- Opening Delimiter -

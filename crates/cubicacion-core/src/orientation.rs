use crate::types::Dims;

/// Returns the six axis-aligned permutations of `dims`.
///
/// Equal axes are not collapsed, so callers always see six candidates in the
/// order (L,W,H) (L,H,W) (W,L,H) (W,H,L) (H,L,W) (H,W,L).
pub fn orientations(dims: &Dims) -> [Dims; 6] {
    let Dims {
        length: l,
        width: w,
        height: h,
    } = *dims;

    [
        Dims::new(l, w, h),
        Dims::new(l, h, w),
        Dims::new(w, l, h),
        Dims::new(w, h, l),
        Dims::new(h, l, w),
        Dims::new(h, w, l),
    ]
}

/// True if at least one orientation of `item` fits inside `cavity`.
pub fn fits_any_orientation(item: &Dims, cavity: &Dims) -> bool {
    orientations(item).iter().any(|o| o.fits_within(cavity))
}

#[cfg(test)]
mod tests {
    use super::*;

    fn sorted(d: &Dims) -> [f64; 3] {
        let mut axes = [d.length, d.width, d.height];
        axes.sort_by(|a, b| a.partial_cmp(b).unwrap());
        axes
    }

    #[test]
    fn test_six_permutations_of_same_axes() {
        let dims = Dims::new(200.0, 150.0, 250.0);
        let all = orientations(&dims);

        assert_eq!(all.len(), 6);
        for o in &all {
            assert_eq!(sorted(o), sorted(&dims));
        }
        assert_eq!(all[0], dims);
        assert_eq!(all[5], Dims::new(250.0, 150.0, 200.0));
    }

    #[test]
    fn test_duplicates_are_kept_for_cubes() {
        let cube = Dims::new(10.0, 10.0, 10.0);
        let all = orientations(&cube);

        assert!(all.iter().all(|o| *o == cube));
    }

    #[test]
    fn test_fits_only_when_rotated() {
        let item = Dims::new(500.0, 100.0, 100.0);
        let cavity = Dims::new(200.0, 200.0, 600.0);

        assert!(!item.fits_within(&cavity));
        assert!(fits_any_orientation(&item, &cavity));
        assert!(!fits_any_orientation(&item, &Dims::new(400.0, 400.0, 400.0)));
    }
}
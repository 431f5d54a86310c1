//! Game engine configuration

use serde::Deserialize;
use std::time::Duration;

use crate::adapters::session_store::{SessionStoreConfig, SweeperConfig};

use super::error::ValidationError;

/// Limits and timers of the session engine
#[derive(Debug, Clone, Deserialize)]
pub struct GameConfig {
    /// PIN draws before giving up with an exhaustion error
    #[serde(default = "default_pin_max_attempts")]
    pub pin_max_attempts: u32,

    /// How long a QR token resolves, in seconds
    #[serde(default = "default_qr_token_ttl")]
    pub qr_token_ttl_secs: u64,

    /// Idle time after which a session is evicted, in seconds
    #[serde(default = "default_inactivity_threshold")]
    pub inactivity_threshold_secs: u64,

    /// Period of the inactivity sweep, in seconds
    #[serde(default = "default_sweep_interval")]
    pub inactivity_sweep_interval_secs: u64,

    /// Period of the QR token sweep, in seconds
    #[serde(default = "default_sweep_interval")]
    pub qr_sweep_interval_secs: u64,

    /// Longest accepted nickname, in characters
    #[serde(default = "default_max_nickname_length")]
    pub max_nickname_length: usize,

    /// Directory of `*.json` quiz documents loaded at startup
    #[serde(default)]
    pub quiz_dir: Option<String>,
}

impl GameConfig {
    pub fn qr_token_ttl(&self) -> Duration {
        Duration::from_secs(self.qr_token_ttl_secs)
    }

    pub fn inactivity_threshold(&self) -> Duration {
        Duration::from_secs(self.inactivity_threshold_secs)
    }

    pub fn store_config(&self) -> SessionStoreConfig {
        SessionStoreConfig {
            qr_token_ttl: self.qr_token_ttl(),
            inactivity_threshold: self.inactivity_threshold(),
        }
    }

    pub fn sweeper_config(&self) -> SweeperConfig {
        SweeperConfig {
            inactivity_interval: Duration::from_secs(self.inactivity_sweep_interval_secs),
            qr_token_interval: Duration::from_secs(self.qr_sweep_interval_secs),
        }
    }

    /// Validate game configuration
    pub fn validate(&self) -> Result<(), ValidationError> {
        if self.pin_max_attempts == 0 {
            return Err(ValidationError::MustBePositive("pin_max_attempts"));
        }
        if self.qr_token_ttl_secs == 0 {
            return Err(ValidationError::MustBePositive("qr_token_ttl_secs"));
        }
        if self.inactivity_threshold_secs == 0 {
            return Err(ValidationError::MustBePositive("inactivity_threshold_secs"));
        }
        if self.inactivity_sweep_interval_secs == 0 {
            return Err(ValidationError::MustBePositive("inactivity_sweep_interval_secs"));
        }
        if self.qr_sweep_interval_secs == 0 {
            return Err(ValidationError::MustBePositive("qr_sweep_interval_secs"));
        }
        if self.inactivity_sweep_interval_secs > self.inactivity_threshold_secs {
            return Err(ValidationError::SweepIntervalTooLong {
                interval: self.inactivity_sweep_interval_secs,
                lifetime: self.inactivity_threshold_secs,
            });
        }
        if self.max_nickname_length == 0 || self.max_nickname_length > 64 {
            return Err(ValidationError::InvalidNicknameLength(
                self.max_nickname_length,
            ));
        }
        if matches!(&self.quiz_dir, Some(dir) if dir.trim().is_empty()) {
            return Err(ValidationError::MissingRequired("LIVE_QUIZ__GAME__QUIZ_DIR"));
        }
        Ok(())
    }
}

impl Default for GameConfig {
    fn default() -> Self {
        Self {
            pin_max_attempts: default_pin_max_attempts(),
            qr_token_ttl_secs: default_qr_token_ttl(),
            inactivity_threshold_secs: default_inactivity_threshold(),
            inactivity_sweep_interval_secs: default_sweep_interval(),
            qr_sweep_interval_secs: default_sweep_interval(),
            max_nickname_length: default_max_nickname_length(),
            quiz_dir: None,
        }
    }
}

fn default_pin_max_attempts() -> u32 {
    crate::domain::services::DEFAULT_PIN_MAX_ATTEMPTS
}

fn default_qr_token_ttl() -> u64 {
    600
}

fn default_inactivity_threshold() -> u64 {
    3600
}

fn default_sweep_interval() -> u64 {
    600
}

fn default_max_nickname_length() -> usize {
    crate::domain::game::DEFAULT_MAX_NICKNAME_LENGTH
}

- Closing Delimiter -

EXERCISE AIM — Write out a verbatim copy of the data, beginning with its first line and ending with the line that contains "use super::*;".

ANSWER BOX —
filename crates/cubicacion-core/src/orientation.rs
use crate::types::Dims;

/// Returns the six axis-aligned permutations of `dims`.
///
/// Equal axes are not collapsed, so callers always see six candidates in the
/// order (L,W,H) (L,H,W) (W,L,H) (W,H,L) (H,L,W) (H,W,L).
pub fn orientations(dims: &Dims) -> [Dims; 6] {
    let Dims {
        length: l,
        width: w,
        height: h,
    } = *dims;

    [
        Dims::new(l, w, h),
        Dims::new(l, h, w),
        Dims::new(w, l, h),
        Dims::new(w, h, l),
        Dims::new(h, l, w),
        Dims::new(h, w, l),
    ]
}

/// True if at least one orientation of `item` fits inside `cavity`.
pub fn fits_any_orientation(item: &Dims, cavity: &Dims) -> bool {
    orientations(item).iter().any(|o| o.fits_within(cavity))
}

#[cfg(test)]
mod tests {
    use super::*;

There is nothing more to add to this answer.